• Problem to solve: Only certain lines below are wanted: those starting at the line containing "Value::List(v.into_iter().map(Into::into).collect())" and ending at the line containing "Default, PartialEq, Serialize, Deserialize)]", both included, each retyped exactly.

........

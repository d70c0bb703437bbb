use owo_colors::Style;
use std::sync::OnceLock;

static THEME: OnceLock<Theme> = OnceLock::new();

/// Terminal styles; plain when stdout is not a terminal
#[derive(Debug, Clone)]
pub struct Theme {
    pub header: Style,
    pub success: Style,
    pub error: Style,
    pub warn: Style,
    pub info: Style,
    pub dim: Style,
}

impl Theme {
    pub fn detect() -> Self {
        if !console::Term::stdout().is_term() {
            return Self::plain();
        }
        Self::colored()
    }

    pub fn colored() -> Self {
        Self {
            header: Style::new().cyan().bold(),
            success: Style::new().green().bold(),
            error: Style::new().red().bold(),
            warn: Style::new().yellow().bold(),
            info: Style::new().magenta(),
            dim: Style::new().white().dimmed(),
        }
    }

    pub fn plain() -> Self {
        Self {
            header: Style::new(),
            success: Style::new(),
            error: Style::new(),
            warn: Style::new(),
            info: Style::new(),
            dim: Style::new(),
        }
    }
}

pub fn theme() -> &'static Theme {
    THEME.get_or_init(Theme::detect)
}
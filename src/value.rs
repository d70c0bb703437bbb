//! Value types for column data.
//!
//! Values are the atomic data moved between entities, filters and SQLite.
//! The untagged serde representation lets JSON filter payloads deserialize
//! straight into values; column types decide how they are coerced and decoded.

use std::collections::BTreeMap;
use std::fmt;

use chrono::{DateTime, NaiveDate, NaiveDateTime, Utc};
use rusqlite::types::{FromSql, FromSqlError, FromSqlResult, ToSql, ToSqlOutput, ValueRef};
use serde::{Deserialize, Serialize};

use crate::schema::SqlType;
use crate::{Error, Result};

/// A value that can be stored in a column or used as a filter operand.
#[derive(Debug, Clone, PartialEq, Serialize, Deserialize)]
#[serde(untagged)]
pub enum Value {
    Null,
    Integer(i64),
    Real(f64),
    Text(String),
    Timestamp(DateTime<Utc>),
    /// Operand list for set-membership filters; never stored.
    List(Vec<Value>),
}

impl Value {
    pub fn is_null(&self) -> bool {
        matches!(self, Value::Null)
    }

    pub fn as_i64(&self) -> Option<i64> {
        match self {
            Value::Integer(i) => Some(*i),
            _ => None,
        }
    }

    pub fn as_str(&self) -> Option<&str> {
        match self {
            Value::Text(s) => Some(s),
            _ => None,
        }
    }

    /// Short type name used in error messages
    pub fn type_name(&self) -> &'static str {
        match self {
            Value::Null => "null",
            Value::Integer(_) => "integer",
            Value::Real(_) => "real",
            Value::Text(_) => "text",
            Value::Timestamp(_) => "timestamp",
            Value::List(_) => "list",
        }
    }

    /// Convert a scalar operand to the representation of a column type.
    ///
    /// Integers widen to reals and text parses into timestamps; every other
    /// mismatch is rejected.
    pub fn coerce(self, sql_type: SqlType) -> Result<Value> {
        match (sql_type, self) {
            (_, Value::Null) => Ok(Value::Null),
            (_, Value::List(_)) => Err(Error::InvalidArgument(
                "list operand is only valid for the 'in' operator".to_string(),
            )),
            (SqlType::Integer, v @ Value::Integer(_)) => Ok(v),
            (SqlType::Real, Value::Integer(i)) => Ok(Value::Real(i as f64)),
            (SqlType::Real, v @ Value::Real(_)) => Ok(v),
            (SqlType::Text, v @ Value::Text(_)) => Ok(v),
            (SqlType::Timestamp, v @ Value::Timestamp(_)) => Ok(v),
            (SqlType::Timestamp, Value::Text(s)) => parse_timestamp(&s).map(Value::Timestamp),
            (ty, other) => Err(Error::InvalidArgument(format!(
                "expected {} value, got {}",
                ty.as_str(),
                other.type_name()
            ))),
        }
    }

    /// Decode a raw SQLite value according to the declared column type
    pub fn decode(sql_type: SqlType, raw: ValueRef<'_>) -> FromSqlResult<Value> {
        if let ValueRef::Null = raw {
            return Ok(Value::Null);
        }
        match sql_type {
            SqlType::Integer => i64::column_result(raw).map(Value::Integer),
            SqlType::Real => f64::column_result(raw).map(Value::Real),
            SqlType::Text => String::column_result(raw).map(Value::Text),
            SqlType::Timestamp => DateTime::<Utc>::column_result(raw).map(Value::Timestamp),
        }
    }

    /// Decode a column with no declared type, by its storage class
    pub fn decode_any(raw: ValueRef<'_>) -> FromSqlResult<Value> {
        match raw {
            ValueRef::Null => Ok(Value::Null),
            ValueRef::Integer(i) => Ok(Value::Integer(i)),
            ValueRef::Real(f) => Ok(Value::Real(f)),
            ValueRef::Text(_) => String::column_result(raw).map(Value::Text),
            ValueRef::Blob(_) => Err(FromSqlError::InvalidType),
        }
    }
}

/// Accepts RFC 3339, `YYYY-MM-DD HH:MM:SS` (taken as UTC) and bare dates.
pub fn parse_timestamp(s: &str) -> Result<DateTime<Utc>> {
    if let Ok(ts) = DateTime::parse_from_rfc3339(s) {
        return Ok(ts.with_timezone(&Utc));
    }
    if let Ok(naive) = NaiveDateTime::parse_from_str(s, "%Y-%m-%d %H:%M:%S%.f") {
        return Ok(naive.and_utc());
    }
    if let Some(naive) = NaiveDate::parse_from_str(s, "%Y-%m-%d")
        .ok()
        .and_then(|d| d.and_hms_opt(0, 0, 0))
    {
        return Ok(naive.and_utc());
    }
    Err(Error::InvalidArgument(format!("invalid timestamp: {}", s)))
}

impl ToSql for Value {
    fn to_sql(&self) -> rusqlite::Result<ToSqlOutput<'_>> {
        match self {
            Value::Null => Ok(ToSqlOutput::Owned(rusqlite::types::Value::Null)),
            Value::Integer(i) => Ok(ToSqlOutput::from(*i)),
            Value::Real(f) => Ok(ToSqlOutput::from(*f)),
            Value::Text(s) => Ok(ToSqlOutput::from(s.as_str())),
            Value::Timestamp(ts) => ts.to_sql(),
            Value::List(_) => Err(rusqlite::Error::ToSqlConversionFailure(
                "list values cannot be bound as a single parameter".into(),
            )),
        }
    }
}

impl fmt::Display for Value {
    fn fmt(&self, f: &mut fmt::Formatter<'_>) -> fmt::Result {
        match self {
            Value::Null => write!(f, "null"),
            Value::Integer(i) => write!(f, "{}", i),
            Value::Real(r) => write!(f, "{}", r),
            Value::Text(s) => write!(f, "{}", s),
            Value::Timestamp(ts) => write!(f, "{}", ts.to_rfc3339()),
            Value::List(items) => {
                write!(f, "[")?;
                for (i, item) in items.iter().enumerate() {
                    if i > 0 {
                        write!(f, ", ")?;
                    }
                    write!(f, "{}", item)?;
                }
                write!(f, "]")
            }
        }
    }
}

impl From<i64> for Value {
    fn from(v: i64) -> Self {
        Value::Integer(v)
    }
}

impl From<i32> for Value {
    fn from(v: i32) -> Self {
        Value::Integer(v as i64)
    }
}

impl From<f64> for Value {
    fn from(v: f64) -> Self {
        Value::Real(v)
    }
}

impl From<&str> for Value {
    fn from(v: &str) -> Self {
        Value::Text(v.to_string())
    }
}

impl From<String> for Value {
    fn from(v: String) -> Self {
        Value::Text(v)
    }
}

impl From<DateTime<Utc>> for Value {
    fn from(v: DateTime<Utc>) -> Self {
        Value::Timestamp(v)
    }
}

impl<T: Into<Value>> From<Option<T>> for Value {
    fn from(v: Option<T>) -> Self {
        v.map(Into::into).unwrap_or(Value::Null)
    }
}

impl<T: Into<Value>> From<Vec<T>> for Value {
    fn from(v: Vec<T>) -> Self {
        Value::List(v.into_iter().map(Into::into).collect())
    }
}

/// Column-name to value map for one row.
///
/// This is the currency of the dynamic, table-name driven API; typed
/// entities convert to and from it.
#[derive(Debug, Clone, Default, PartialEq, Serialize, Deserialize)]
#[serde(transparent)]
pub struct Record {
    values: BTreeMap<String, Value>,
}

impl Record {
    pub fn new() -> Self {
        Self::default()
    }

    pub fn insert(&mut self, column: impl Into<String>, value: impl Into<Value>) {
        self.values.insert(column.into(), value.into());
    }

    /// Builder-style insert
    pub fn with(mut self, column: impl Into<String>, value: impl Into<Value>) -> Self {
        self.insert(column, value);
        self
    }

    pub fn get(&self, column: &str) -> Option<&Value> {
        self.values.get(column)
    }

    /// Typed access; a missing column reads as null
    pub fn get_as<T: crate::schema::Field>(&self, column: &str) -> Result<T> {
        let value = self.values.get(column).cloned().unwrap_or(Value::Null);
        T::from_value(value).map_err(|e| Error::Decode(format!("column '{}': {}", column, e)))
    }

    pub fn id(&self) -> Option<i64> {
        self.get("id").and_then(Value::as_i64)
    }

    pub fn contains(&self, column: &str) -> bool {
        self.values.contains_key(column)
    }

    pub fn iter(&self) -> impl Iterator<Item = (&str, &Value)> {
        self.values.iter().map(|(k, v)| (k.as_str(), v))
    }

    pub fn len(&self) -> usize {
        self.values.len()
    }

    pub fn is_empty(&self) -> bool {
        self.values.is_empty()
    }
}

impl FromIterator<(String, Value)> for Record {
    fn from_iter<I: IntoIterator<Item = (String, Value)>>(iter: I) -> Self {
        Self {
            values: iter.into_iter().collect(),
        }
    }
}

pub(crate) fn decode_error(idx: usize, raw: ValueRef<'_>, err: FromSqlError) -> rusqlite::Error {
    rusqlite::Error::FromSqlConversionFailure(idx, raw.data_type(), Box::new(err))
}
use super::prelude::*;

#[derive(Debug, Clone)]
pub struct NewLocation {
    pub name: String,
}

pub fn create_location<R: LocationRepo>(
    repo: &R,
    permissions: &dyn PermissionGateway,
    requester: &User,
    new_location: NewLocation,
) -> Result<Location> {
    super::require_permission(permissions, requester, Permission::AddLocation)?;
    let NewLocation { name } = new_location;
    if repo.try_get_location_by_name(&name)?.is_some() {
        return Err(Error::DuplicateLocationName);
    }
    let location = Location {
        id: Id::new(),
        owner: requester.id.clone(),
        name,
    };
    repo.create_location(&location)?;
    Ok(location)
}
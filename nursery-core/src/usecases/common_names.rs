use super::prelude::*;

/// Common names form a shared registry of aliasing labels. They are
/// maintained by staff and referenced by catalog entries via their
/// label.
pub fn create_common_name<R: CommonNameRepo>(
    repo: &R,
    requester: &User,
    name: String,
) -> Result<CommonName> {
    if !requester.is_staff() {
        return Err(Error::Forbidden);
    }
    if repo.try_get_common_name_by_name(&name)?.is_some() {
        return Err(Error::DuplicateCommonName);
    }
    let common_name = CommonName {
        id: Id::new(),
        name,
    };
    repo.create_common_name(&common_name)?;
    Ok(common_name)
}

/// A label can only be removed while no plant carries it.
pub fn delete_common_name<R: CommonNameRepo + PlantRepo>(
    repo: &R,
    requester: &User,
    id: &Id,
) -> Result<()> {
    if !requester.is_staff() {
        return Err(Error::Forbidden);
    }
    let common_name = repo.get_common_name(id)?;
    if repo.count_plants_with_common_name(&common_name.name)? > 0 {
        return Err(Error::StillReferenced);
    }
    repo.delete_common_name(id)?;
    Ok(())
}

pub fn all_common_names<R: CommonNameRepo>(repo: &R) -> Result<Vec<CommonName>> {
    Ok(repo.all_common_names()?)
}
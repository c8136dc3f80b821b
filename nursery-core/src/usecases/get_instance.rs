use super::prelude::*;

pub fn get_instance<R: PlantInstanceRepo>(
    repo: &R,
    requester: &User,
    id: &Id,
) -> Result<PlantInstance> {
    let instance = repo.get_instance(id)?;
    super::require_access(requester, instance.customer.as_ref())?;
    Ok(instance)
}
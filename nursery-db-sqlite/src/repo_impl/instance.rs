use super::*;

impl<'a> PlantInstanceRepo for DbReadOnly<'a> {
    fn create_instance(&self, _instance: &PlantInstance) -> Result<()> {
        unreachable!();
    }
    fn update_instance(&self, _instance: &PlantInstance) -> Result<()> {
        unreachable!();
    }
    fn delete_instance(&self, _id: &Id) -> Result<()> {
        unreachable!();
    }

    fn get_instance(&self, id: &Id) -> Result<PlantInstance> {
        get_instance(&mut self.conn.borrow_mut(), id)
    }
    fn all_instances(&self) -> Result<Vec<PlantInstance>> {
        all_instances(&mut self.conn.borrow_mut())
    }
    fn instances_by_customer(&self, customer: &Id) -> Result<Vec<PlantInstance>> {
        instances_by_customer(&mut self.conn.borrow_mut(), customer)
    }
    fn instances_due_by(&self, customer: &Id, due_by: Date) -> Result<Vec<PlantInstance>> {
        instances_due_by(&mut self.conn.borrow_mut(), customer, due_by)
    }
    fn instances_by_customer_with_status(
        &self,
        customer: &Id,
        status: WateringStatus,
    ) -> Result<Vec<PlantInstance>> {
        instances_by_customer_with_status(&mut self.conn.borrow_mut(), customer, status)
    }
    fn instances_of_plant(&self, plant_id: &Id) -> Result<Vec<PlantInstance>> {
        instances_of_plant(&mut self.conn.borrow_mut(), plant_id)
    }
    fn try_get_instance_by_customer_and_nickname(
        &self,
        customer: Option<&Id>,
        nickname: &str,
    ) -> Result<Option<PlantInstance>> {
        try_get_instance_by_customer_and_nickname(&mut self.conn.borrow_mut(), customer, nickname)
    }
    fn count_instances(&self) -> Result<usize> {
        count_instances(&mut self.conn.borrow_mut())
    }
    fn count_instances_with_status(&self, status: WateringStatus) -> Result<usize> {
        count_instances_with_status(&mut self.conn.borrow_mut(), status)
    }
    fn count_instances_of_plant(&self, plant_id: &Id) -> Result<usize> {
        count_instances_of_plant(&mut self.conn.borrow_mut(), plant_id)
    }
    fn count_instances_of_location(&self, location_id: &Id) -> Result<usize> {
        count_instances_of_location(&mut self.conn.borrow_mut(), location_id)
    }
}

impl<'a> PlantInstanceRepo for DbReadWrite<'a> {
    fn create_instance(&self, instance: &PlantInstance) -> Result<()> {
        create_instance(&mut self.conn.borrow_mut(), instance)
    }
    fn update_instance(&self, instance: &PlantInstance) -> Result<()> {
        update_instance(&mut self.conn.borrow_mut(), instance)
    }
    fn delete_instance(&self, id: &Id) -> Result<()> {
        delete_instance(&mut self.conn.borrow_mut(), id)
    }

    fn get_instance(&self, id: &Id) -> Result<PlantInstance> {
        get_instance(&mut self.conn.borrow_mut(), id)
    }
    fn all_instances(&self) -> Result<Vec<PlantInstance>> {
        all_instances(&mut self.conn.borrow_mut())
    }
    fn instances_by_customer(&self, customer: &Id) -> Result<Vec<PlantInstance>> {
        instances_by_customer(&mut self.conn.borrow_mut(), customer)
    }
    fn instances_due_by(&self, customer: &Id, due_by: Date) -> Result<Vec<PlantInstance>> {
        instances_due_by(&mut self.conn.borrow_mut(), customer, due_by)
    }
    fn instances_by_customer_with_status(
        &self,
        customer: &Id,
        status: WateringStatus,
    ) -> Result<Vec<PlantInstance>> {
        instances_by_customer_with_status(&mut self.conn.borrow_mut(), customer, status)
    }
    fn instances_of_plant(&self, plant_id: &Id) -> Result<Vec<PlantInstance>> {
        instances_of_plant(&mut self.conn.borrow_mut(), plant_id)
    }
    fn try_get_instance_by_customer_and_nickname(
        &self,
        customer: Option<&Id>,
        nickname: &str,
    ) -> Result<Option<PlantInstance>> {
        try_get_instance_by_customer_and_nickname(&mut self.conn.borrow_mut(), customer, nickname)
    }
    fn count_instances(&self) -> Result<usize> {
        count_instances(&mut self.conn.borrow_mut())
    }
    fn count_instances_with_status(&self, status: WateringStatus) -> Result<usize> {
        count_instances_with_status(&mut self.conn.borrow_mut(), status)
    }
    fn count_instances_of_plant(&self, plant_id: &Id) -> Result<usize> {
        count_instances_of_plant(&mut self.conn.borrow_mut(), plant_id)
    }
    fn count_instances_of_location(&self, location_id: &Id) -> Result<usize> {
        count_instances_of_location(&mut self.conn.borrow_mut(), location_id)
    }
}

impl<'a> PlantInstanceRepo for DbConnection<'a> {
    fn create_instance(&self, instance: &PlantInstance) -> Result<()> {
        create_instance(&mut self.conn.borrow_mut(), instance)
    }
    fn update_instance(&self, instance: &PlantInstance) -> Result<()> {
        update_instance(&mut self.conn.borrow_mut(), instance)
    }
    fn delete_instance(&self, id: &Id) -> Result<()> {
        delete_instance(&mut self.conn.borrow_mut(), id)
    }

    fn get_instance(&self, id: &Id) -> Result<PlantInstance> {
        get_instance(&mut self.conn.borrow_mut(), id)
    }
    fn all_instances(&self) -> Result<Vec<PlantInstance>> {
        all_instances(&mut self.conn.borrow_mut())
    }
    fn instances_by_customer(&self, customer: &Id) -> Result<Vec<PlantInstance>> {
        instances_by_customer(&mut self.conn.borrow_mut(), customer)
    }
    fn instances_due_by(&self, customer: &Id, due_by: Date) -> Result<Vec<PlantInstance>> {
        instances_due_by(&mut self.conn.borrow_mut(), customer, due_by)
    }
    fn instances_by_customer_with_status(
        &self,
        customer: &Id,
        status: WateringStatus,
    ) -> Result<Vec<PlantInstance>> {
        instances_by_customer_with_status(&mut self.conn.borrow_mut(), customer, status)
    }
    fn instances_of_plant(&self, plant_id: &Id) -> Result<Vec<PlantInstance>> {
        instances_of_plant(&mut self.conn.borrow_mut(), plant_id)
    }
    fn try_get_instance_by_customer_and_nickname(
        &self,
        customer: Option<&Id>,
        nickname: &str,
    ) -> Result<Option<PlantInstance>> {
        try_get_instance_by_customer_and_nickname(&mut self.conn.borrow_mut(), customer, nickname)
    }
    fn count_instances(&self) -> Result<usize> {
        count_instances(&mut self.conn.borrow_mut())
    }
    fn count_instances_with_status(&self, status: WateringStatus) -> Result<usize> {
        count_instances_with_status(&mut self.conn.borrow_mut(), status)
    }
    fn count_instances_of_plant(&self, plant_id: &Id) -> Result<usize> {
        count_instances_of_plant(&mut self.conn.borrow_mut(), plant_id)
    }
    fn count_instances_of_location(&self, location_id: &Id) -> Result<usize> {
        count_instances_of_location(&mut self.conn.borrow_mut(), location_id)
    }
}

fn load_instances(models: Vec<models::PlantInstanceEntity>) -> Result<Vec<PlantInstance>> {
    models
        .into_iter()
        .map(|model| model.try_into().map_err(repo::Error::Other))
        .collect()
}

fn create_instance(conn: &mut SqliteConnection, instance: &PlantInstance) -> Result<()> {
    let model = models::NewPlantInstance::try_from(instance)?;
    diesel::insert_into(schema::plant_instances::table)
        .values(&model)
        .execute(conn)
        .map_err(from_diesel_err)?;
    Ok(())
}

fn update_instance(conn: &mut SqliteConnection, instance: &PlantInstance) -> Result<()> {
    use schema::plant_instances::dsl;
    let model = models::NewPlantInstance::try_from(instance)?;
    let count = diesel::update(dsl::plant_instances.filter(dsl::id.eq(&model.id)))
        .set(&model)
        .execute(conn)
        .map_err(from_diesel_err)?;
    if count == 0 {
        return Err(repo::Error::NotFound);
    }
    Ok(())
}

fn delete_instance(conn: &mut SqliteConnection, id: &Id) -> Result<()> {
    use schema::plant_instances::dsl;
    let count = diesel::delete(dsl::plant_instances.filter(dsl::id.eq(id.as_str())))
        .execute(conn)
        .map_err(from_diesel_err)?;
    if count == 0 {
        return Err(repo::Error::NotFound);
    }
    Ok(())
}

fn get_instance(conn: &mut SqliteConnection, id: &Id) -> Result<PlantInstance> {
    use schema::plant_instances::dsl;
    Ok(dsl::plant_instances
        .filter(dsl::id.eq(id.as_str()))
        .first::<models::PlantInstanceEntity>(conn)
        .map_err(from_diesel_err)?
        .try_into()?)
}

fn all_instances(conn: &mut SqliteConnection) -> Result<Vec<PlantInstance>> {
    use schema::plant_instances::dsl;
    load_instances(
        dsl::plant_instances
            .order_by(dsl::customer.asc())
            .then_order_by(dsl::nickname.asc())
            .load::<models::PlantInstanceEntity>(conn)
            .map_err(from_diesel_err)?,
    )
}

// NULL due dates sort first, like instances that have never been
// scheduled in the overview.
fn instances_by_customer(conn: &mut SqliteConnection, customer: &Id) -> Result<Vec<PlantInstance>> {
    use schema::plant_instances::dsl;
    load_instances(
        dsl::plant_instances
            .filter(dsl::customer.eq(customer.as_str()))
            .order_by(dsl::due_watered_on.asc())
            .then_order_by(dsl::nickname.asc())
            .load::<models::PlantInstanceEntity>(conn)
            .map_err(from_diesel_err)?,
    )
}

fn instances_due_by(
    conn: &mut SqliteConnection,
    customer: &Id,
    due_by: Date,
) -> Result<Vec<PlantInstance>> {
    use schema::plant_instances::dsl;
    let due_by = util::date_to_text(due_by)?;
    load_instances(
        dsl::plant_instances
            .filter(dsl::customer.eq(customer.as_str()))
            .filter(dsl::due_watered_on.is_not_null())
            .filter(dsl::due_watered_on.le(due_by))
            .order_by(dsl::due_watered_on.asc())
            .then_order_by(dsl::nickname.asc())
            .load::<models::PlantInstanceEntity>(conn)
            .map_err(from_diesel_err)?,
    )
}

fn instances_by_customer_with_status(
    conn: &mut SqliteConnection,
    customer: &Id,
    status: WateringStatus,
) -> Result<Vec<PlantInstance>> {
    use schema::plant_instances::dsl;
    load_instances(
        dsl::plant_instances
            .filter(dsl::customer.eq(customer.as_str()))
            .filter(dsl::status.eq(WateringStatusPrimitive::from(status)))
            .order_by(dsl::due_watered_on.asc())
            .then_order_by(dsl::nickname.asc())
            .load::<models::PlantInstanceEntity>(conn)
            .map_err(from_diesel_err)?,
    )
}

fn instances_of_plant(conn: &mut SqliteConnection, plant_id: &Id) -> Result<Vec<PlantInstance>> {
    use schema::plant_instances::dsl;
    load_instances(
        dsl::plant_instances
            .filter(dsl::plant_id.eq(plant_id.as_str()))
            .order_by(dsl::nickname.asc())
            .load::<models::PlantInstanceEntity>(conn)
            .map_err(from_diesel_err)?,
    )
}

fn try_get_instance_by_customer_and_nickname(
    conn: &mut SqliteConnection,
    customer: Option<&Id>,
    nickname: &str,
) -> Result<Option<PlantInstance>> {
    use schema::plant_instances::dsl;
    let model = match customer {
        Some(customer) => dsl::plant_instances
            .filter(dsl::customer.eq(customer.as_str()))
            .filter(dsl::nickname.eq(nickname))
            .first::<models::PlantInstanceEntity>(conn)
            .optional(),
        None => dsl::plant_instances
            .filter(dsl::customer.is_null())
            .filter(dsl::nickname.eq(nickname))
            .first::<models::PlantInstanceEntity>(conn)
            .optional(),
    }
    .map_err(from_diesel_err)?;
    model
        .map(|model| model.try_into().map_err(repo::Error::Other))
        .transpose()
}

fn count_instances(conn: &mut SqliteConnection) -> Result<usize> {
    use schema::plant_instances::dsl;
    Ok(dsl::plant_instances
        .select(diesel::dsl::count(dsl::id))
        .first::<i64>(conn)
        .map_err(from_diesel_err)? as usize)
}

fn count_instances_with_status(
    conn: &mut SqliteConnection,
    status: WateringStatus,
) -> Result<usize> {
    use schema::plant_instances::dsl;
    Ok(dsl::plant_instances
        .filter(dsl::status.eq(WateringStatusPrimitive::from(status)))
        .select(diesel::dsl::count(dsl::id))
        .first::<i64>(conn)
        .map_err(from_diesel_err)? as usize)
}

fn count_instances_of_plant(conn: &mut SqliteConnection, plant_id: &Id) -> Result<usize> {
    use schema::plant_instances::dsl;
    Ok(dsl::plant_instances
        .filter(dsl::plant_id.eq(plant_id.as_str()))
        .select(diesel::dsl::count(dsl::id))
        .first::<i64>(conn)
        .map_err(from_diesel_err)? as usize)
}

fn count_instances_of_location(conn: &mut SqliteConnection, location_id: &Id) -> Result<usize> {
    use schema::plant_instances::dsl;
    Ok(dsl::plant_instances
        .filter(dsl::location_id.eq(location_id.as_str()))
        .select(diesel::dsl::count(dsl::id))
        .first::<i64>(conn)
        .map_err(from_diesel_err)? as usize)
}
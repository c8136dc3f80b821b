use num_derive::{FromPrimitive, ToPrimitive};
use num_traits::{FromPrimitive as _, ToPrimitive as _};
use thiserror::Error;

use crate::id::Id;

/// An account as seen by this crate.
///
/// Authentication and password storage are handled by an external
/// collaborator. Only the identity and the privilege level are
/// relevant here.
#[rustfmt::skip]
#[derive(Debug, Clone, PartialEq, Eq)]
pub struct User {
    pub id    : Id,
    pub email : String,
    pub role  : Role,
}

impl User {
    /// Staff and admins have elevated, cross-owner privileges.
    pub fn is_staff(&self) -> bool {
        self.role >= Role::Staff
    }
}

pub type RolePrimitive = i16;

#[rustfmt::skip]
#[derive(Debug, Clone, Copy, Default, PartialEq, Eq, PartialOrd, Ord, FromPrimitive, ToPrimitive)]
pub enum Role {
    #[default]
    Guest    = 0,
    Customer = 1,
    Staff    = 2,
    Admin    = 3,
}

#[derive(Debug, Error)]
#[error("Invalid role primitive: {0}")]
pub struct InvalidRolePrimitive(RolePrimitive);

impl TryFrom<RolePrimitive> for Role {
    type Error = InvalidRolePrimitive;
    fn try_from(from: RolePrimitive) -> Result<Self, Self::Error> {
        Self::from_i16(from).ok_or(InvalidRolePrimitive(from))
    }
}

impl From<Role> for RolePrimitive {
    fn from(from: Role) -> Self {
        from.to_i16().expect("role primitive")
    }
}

........

• Answer for this exercise:
        Value::List(v.into_iter().map(Into::into).collect())
    }
}

/// Column-name to value map for one row.
///
/// This is the currency of the dynamic, table-name driven API; typed
/// entities convert to and from it.
#[derive(Debug, Clone, Default, PartialEq, Serialize, Deserialize)]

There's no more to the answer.